Lograr que un proyecto habitacional pase del anteproyecto a su recepción final es una carrera de resistencia contra la burocracia. Según la última edición del Ranking de Trámites Pro Vivienda, elaborado por la consultora Colliers, el proceso de tramitación y ejecución de estas iniciativas demora hoy 703 días más que hace siete años. Esta realidad ha transformado el panorama inmobiliario, elevando los plazos de 1.298 días en 2018 a un total de 2.001 días en el ejercicio anterior, lo que equivale a 5,5 años.
¿Por qué tardan tanto los proyectos inmobiliarios en Chile?
El estudio analizó más de 1.250 proyectos en todo Chile, concentrando información sobre 2.400 trámites registrados principalmente durante los últimos cinco años hasta 2026. Este análisis abarca las etapas clave: el ingreso y aprobación del anteproyecto, el permiso de edificación y la recepción de obras, que figuran como los tres pasos administrativos más críticos ante las municipalidades.
Jaime Ugarte, director ejecutivo de Colliers, explica que este aumento en los tiempos no solo responde a la gestión administrativa pura, sino a un efecto combinado de factores operativos y regulatorios. Según el experto, al tiempo de los trámites se deben sumar las fases de construcción, las modificaciones solicitadas durante la ejecución y el complejo proceso de constitución de la copropiedad inmobiliaria.
El director de Colliers añadió que también se consideran los plazos de paralizaciones por parte de ciertas municipalidades, citando los casos de Fundamenta en Ñuñoa y los retrasos en la obtención de recepciones en comunas como Recoleta y Estación Central. Es una combinación de factores administrativos, regulatorios y operativos.
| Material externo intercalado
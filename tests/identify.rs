mod util;

use h2fmi::InitError;
use util::*;

#[test]
fn two_bus_pair_identifies() {
    let (mut nand, os, _log, _regs) = controller_with_chips(&[0, 8], ID_7294D7EC);
    nand.init(&mut os.delay()).unwrap();

    assert_eq!(nand.bus_population(0), (0b1, 1));
    assert_eq!(nand.bus_population(1), (0x100, 1));

    let geo = nand.geometry();
    assert_eq!(geo.num_fmi, 2);
    assert_eq!(geo.num_ce, 2);
    assert_eq!(geo.bytes_per_page, 0x2000);
    assert_eq!(geo.sectors_per_page, 16);
    assert_eq!(geo.pages_per_block, 0x80);
    assert_eq!(geo.pages_per_block_2, 0x80);
    assert_eq!(geo.blocks_per_ce, 0x1038);
    assert_eq!(geo.bytes_per_spare, 0x1B4);
    assert_eq!(geo.banks_per_ce, 1);
    assert_eq!(geo.blocks_per_bank, 0x1038);
    assert_eq!(geo.ecc_bits, 0x10);
    assert_eq!(geo.ecc_tag, 12);
    assert_eq!(geo.num_ecc_bytes, 0xA);
    assert_eq!(geo.meta_per_logical_page, 0xC);
    assert_eq!(geo.page_number_bit_width, 0x80);
    assert_eq!(geo.pages_per_ce, 0x80);
    assert_eq!(geo.vendor_type, 1);
    assert!(!geo.is_ppn);

    // 0x1038 blocks per CE is not a power of two: the bank stride is
    // the next power of two, doubled.
    assert_eq!(geo.bank_address_space, 0x4000);
    assert_eq!(geo.total_block_space, 0x1038);
    assert_eq!(geo.block_address_space, 0x4000);
}

#[test]
fn timing_register_programmed_on_both_buses() {
    let (mut nand, os, _log, regs) = controller_with_chips(&[0, 8], ID_7294D7EC);
    nand.init(&mut os.delay()).unwrap();

    // 96 MHz interface clock against the 30/15/10ns board row.
    assert_eq!(regs[0].FMC_IF_CTRL.read(), 0x12121);
    assert_eq!(regs[1].FMC_IF_CTRL.read(), 0x12121);
}

#[test]
fn ce_map_round_robins_buses() {
    let (mut nand, os, _log, _regs) = controller_with_chips(&[0, 1, 8, 9], ID_7294D7EC);
    nand.init(&mut os.delay()).unwrap();

    assert_eq!(nand.bus_population(0), (0b11, 2));
    assert_eq!(nand.bus_population(1), (0b11 << 8, 2));

    // Logical CEs walk the buses in ascending position order; each
    // `(bus, chip)` pair appears exactly once.
    assert_eq!(nand.ce_mapping(0), Some((0, 0)));
    assert_eq!(nand.ce_mapping(1), Some((0, 1)));
    assert_eq!(nand.ce_mapping(2), Some((1, 8)));
    assert_eq!(nand.ce_mapping(3), Some((1, 9)));
    assert_eq!(nand.ce_mapping(4), None);
}

#[test]
fn identification_is_deterministic() {
    let (mut first, os1, _log1, _regs1) = controller_with_chips(&[0, 1, 8, 9], ID_7294D7EC);
    first.init(&mut os1.delay()).unwrap();

    let (mut second, os2, _log2, _regs2) = controller_with_chips(&[0, 1, 8, 9], ID_7294D7EC);
    second.init(&mut os2.delay()).unwrap();

    assert_eq!(first.geometry(), second.geometry());
}

#[test]
fn single_bus_pair_is_unsupported_board() {
    let (mut nand, os, _log, _regs) = controller_with_chips(&[0, 1], ID_7294D7EC);
    let err = nand.init(&mut os.delay()).unwrap_err();
    assert_eq!(err, InitError::UnsupportedBoard);

    // The probe itself found both dies on the primary bus.
    assert_eq!(nand.bus_population(0), (0b11, 2));
    assert_eq!(nand.bus_population(1), (0, 0));
}

#[test]
fn unknown_chip_id_is_unsupported() {
    let unknown = [0x11, 0x22, 0x33, 0x44, 0x55, 0x66];
    let (mut nand, os, _log, _regs) = controller_with_chips(&[0, 8], unknown);
    assert_eq!(nand.init(&mut os.delay()).unwrap_err(), InitError::UnsupportedChip);
}

#[test]
fn empty_array_is_unsupported() {
    let (mut nand, os, _log, _regs) = controller_with_chips(&[], ID_7294D7EC);
    assert_eq!(nand.init(&mut os.delay()).unwrap_err(), InitError::UnsupportedChip);

    // A floating bus answers 0xFF everywhere, which also becomes the
    // reference id, so every position classifies as populated until the
    // chip table lookup rejects the id.
    assert_eq!(nand.bus_population(0), (0xFFFF, 16));
}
Desglose de la permisología por etapas y regiones
El estudio revela que, durante el año 2022, el tiempo exclusivo dedicado a la gestión de trámites fue de 449 días, cifra que ascendió a 471 días en el actual reporte. El grueso de este periodo se reparte principalmente en tres bloques: 223 días para permisos de edificación, casi 200 días para recepciones y 149 días para anteproyectos.
Las diferencias territoriales también son marcadas. A nivel comunal, Renca lidera como la más eficiente, completando los procesos en 311 días. En el extremo opuesto, Conchalí registró 837 días, seguida por Quinta Normal con 725 días. Por regiones, el panorama es igualmente dispar:
- Las más eficientes: Valparaíso (311 días), Coquimbo (311 días) y La Araucanía (332 días).
- Las menos eficientes: Región Metropolitana (482 días), Los Lagos (472 días) y Bío Bío (437 días).
Este escenario de alta complejidad regulatoria sugiere un horizonte desafiante para el sector, donde la capacidad de gestión municipal y la celeridad en los procesos de recepción final siguen marcando la diferencia entre el éxito o el estancamiento de los proyectos. ¿Lograrán las autoridades reducir esta brecha de 5,5 años en los próximos ejercicios?